While most marketers are interested in carrying over the retargeting models that have been effective on desktops to a mobile environment, not many understand how difficult it is to actually be successful with these methods without proper data.
In fact, a marketer’s ability to collect data varies from device to device, with mobile representing unique challenges never posed with desktop targeting (where a reliance on cookies is more effective). For any cross-targeting program, the most valuable — and accurate — data is first-party data, i.e., data directly from companies regarding each consumer that has logged into their applications or websites and on what devices that interaction took place. This can also include data about location, buying patterns, demographics, and more. And while this seems intuitive, many companies are hesitant to share this information with their advertising partners, hamstringing their ability to properly target similar users.
In addition, many practitioners blend this powerful first-party data with unpredictable second- and third-party data, which is information gleaned from a variety of entities that do not have direct relationships with the consumers. They want to create a larger list for their targeting efforts by combining different data sets, but without careful management, they can seriously reduce the efficacy of a campaign. The downside to this approach is that these pooled lists are often misconstrued as being more powerful, accurate, and relevant than they truly are. What’s more, accuracy rates for these lists can be misleading. First-party data is close to 100 percent accurate, as brands know exactly where it’s coming from. But third-party data may be billed as 80 or 90 percent accurate without clear definition of how the data was collected and from where. This discrepancy can make all the difference to targeting and retargeting efforts.
Crossing the chasm
There are many approaches to cross-device and cross-channel matching, including using time, location, and IP address data to narrow down devices used by the same consumer or household, but these methods are not without fault.
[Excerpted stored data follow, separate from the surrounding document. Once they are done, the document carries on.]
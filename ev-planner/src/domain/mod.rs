//! Domain types for the EV trip planner.
//!
//! This module contains the core domain model types: coordinates, routes,
//! stations, amenities and vehicles. Types with invariants enforce them at
//! construction time, so code that receives these types can trust their
//! validity.

mod amenity;
mod coordinate;
mod error;
mod route;
mod station;
mod vehicle;

pub use amenity::{Amenity, AmenityCategory, NearbyAmenities};
pub use coordinate::{Coordinate, InvalidCoordinate, distance_meters};
pub use error::DomainError;
pub use route::{RouteCandidate, StoredRoute};
pub use station::{Station, StationOrigin};
pub use vehicle::{VehicleCatalog, VehicleProfile};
The best way for advertisers to maximize their cross-device and channel targeting efforts is sharing and leveraging first-party data. The more information advertisers can provide, the better vendors can classify the end users and evaluate the intersection between the data set provided and those that the vendors already have. This drives a greater degree of confidence in any vendor claims. Advertisers can be conservative about the information they share with their partners, but without this data, the chances of success drop dramatically. Another key set of information that advertisers can share is a list of users that should be omitted from the targeting exercise. For instance, if there is a subset of users already routinely completing purchases across devices, there’s little reason to target them.
The industry buzz around cross-device and cross-channel targeting is already outstripping the actual technology. Marketers who hope to successfully pursue retargeting campaigns must strive to better understand how their target customers interact across multiple platforms. They must also shift from a one-message-fits-all approach to one that’s contextually tailored to the platform in question. Further, they must recognize that as additional device platforms continue to emerge, like the Apple Watch and enterprise wearables, the practice of specialized targeting will only become more complicated.
The bottom line? Today’s marketers need to understand that while this side of advertising technology is immature and requires partnership between brand advertisers and DMPs to improve its quality and efficacy, the opportunities are lucrative for those who take cross-device or cross-channel targeting practices seriously and choose to invest in its longevity.
Barry Coleman is the SVP of Engineering at Manage.